*** Opening Provided information ***

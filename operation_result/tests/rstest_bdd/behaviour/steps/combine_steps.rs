//! Steps combining a base result with another result.

use crate::fixtures::CombineContext;
use anyhow::{Result, anyhow, ensure};
use operation_result::{Detailed, OperationResult, OperationResultError, failed, succeeded};
use rstest_bdd::Slot;
use rstest_bdd_macros::{given, then, when};
use test_helpers::text::{normalize_scalar, split_list};

fn store(slot: &Slot<OperationResult>, result: OperationResult) -> Result<()> {
    ensure!(slot.is_empty(), "result already initialised");
    slot.set(result);
    Ok(())
}

fn coded_failure(code: &str, message: &str) -> Result<OperationResult> {
    let failure = failed()
        .with_code(normalize_scalar(code))?
        .with_message(normalize_scalar(message))?
        .with_error(format!("{} caused", normalize_scalar(code)));
    Ok(failure.into())
}

fn keyed_failure(key: &str) -> Result<OperationResult> {
    Ok(failed().with_argument(normalize_scalar(key), true)?.into())
}

fn combined(combine_context: &CombineContext) -> Result<OperationResult> {
    combine_context
        .outcome
        .with_ref(Clone::clone)
        .ok_or_else(|| anyhow!("results were not combined"))?
        .map_err(|err| anyhow!("combination failed: {err}"))
}

#[given("a base success")]
fn base_success(combine_context: &CombineContext) -> Result<()> {
    store(&combine_context.base, succeeded().into())
}

#[given("another success")]
fn other_success(combine_context: &CombineContext) -> Result<()> {
    store(&combine_context.other, succeeded().into())
}

#[given("a base failure with code {code} and message {message}")]
fn base_failure(combine_context: &CombineContext, code: String, message: String) -> Result<()> {
    store(&combine_context.base, coded_failure(&code, &message)?)
}

#[given("another failure with code {code} and message {message}")]
fn other_failure(combine_context: &CombineContext, code: String, message: String) -> Result<()> {
    store(&combine_context.other, coded_failure(&code, &message)?)
}

#[given("a base failure with argument {key}")]
fn base_keyed_failure(combine_context: &CombineContext, key: String) -> Result<()> {
    store(&combine_context.base, keyed_failure(&key)?)
}

#[given("another failure with argument {key}")]
fn other_keyed_failure(combine_context: &CombineContext, key: String) -> Result<()> {
    store(&combine_context.other, keyed_failure(&key)?)
}

#[when("the results are combined")]
fn combine_results(combine_context: &CombineContext) -> Result<()> {
    let base = combine_context
        .base
        .take()
        .ok_or_else(|| anyhow!("base result missing"))?;
    let other = combine_context
        .other
        .take()
        .ok_or_else(|| anyhow!("other result missing"))?;
    combine_context.outcome.set(base.combine(other));
    Ok(())
}

#[then("the combined result has succeeded")]
fn assert_succeeded(combine_context: &CombineContext) -> Result<()> {
    let result = combined(combine_context)?;
    ensure!(result.has_succeeded(), "expected success, got {result:?}");
    Ok(())
}

#[then("the combined result has failed")]
fn assert_failed(combine_context: &CombineContext) -> Result<()> {
    let result = combined(combine_context)?;
    ensure!(result.has_failed(), "expected failure, got {result:?}");
    Ok(())
}

#[then("the combined code is {code}")]
fn assert_code(combine_context: &CombineContext, code: String) -> Result<()> {
    let result = combined(combine_context)?;
    let expected = normalize_scalar(&code);
    ensure!(
        result.code() == Some(expected.as_str()),
        "unexpected code {:?}, expected {expected}",
        result.code()
    );
    Ok(())
}

#[then("the combined messages are {messages}")]
fn assert_messages(combine_context: &CombineContext, messages: String) -> Result<()> {
    let result = combined(combine_context)?;
    let expected = split_list(&messages);
    ensure!(
        result.messages() == expected.as_slice(),
        "unexpected messages {:?}",
        result.messages()
    );
    Ok(())
}

#[then("the combined result carries {count:usize} errors")]
fn assert_error_count(combine_context: &CombineContext, count: usize) -> Result<()> {
    let result = combined(combine_context)?;
    ensure!(
        result.errors().len() == count,
        "expected {count} errors, found {}",
        result.errors().len()
    );
    Ok(())
}

#[then("combining fails with a duplicate key {key}")]
fn assert_duplicate(combine_context: &CombineContext, key: String) -> Result<()> {
    let err = combine_context
        .outcome
        .take()
        .ok_or_else(|| anyhow!("results were not combined"))?
        .err()
        .ok_or_else(|| anyhow!("expected combination to fail"))?;
    let key = normalize_scalar(&key);
    ensure!(
        err == OperationResultError::DuplicateArgumentKey { key },
        "unexpected error: {err:?}"
    );
    Ok(())
}
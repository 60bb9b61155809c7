//! Structured diagnostic events.
//!
//! Compiled to nothing when the `tracing` feature is disabled.

use crate::OperationResultError;

/// Record a rejected mutation and hand the error back to the caller.
pub(crate) fn rejected(field: &'static str, err: OperationResultError) -> OperationResultError {
    #[cfg(feature = "tracing")]
    tracing::debug!(field, kind = ?err.kind(), error = %err, "rejected result mutation");
    #[cfg(not(feature = "tracing"))]
    let _ = field;
    err
}

/// Record which branch of the combination table was taken.
pub(crate) fn combined(branch: &'static str) {
    #[cfg(feature = "tracing")]
    tracing::trace!(branch, "combined operation results");
    #[cfg(not(feature = "tracing"))]
    let _ = branch;
}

*** Closing Provided information ***

> **Task details**
Once you have found every line in the listing that holds the string "when", copy each of them.

> **Output below**
use rstest_bdd_macros::{given, then, when};
#[when("the results are combined")]
//! Compiled to nothing when the `tracing` feature is disabled.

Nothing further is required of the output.